-- Dataset records follows --
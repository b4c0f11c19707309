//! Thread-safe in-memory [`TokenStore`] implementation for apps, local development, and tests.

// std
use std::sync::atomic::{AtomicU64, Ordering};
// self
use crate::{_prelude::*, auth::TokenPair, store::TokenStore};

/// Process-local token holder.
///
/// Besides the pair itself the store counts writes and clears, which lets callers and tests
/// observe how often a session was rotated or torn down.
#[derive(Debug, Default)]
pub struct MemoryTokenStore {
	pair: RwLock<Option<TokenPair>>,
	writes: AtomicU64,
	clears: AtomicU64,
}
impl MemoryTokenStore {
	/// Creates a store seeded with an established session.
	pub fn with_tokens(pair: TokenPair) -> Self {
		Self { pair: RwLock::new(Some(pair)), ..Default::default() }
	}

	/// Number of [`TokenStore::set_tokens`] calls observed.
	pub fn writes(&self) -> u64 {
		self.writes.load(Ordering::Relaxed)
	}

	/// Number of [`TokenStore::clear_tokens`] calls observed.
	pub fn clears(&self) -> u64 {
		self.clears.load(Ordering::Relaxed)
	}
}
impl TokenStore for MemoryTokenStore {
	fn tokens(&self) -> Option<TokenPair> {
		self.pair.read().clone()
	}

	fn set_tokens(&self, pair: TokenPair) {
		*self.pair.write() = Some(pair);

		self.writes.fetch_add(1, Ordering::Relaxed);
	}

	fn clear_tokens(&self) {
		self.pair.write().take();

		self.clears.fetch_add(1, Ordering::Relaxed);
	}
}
-- Dataset records concluded --
- [What this task involves] Search the listing above for the string "Ordering" and copy each line that has it.

- [Response area]
use std::sync::atomic::{AtomicU64, Ordering};
		self.writes.load(Ordering::Relaxed)
		self.clears.load(Ordering::Relaxed)
		self.writes.fetch_add(1, Ordering::Relaxed);
		self.clears.fetch_add(1, Ordering::Relaxed);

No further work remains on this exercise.